2022-01-31 23:57:27 | * 東京とその周辺の散策
 足音だけがついてくるのよヨコハマ……

 横浜に馬車道があるのは有名だが、汽車道があるのはうかつにも最近知った。
 「馬車道」は文字通り馬車が通った道で、江戸幕末に日米修好通商条約により開港させられ外国人居留地であった関内から港に到る道である。現在、JRの桜木町駅と関内駅の北側に、その名のみなとみらい線馬車道駅がある。
 馬車道は、最初の関門である吉田橋から北へ進み、地下に潜っている馬車道駅がある本町通りに到る。まっすぐ本町通りを超えると万国橋に出て、その先は新港埠頭である。

 では、汽車が通った廃線跡の「汽車道」とはどこか?
 馬車道駅のある本町通りから続くみなとみらい大通りのすぐのところから、入江を縦断するように新港埠頭に細く延びた道が汽車道である。
 地図を見ると、馬車道も汽車道も新港埠頭、つまり港に向かって延びている。
 港の埠頭には、かつて貨物運送が主だった鉄道が通っていたのだ。しかも、ごく最近まで山下公園の脇を鉄道が走っていたのだ。

 *電車道のこと

 私が育った九州・佐賀の炭鉱町(杵島炭鉱)の大町には「電車道」があった。鉄道は電車でなく汽車(蒸気機関車)が通っていた時代である。
 電車道とは、炭鉱夫の移動(通勤)にも使われていた石炭を運ぶトロッコ電車の線路道で、大町町から隣の江北町まで繋がっていた。佐賀県で電車が走っているのは、ここ大町だけだと自慢げに話す人もいたが、東京などの都会で走っている電車を雑誌などで見ていた私は、そのあまり評価されない自慢を含んだ話に、これも電車と言うのかなあと疑心を抱いていた。
 子どもの頃は、好奇心いっぱいだ。私たちは、学校帰りに友だちと連れ立って、遠回りだというのに訳もなく電車道を歩いたのだった。
 ときに悪ガキたちは、走ってきた電車の最後部にカエルのように跳び付いて、しばらくぶら下がった状態で乗っていて、得意げに跳び下りたりした。
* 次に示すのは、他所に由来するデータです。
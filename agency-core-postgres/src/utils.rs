use agency_core_api::AgentCode;
use heapless::String as HeaplessString;
use sqlx::{postgres::PgRow, Row};
use std::error::Error;
use std::str::FromStr;

/// Conversion of a database row into a model
pub trait TryFromRow<R>: Sized {
    fn try_from_row(row: &R) -> Result<Self, Box<dyn Error + Send + Sync>>;
}

/// Reads a bounded text column, failing when the value exceeds `N` bytes
pub fn get_heapless_string<const N: usize>(
    row: &PgRow,
    col_name: &str,
) -> Result<HeaplessString<N>, Box<dyn Error + Send + Sync>> {
    let s: &str = row.try_get(col_name)?;
    HeaplessString::from_str(s)
        .map_err(|_| format!("Value for column '{col_name}' is too long (max {N} bytes)").into())
}

/// Nullable variant of [`get_heapless_string`]
pub fn get_optional_heapless_string<const N: usize>(
    row: &PgRow,
    col_name: &str,
) -> Result<Option<HeaplessString<N>>, Box<dyn Error + Send + Sync>> {
    let s: Option<&str> = row.try_get(col_name)?;
    s.map(HeaplessString::from_str)
        .transpose()
        .map_err(|_| format!("Value for column '{col_name}' is too long (max {N} bytes)").into())
}

/// Reads and validates an agent code column
pub fn get_agent_code(row: &PgRow, col_name: &str) -> Result<AgentCode, Box<dyn Error + Send + Sync>> {
    let s: &str = row.try_get(col_name)?;
    Ok(AgentCode::parse(s)?)
}

/// Reads a SMALLINT hierarchy level
pub fn get_level(row: &PgRow, col_name: &str) -> Result<u8, Box<dyn Error + Send + Sync>> {
    let level: i16 = row.try_get(col_name)?;
    u8::try_from(level)
        .map_err(|_| format!("Value for column '{col_name}' is not a valid level: {level}").into())
}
だから、教師はしばしば朝礼などで、電車に跳び乗りしないようにという忠告を発しなければならなかった。冒険に危険はつきものだ。
 炭鉱が閉山になり、電車も通らなくなりレールもなくなった後も、その道は電車道と呼ばれている。

 *汽車が運んだ日本の成長の道

 日本最初の鉄道は、1872(明治5)年開業の、新橋駅(後の汐留貨物駅、現廃止)~横浜駅(現・桜木町駅)間である。つまり、横浜は鉄道発祥の地ともいえる。
 その後、鉄道は京阪神の方へ路線を延ばし続け、1889(明治22)年に新橋駅~神戸駅間の全線が開業して現在の東海道線の元ができた。
 同じ年の1889(明治22)年に、甲武鉄道により新宿~立川-八王子間が開業した。その後1895(明治28)年、新宿~牛込-飯田町(現・飯田橋)が開通し、1904(明治37)年に御茶ノ水まで延長、後のJR中央線の元となった。
 鉄道は日本の産業の発展とともに、動脈から毛細血管が広がるように全国に延びていく。

 *汽車道を歩く

 横浜の港である埠頭に鉄道が敷かれたのはいつであろう。
 「日本鉄道旅行地図帳」を見ると、1911(明治44)年に横浜鉄道により貨物線の東神奈川~海神奈川(神奈川沖)間が開通している。これが、横浜港における最初の貨物線である。
 同年、横浜(現・桜木町)から横浜埠頭の横浜港荷扱所間が開通している。この臨港線は通称税関線と呼ばれていた。この路線の跡が現在の汽車道となるのだが、なぜかこの路線は「日本鉄道旅行地図帳」には記載されていない。
 このあと、1917(大正6)年に鶴見~高島間、そして東神奈川~東高島(最初は高島)間が開通し、臨海への貨物線の拠点となった高島駅から次々と支線が敷かれ、1965(昭和40)年には山下埠頭まで延びた。
 しかし、一方で戦後は、次第に陸上輸送がトラックへの移転や横浜線の貨物輸送の減少などに伴い、臨海の駅の統合や支線の廃止が相次いだ。
 山下ふ頭まで延びた路線も、1986(昭和61)年に廃止となった。その路線は、今は赤レンガ倉庫の南あたりから象の鼻パークを経て山下公園入口まで「山下臨海プロムナード」という遊歩道になっている。

 上に記した新港埠頭に残った廃線跡を、1997(平成9)年に整備したのが「汽車道」である。
 新港埠頭にある「海上保安資料館」を出たあと、汽車道を歩いた。道には、2本のレールが綺麗に並んでいる。過疎化した地方で残る、ひなびた廃線跡には決して見えない。都会の、観光地の真ん中の廃線跡が、横浜の汽車道だ。
 汽車道は、入江に3つの橋梁で繋いだ2つの人工島によって新港埠頭地区まで繋げた細長い道である。かつてのレールがそのまま埋まっているが、ウッドデッキを設えてあるので歩くのは心地いい。

 その横浜の歴史の足跡を歩くと、(少し無理がある表現だが)足音だけがついてくる。
 見上げると、空にはボックスが流れるように飛んでいる。いつの間に、横浜はこんな風景になったのだろう。
 ともあれ、空の道に行ってみよう。
 (写真は汽車道の上を飛ぶエア・キャビン)

 *
 2月1日、このブログ「ブルーライト・ヨコハマ②」が、「 Yahoo 」 に登場した。
 Yahooに取り上げられたのは初めてのことである。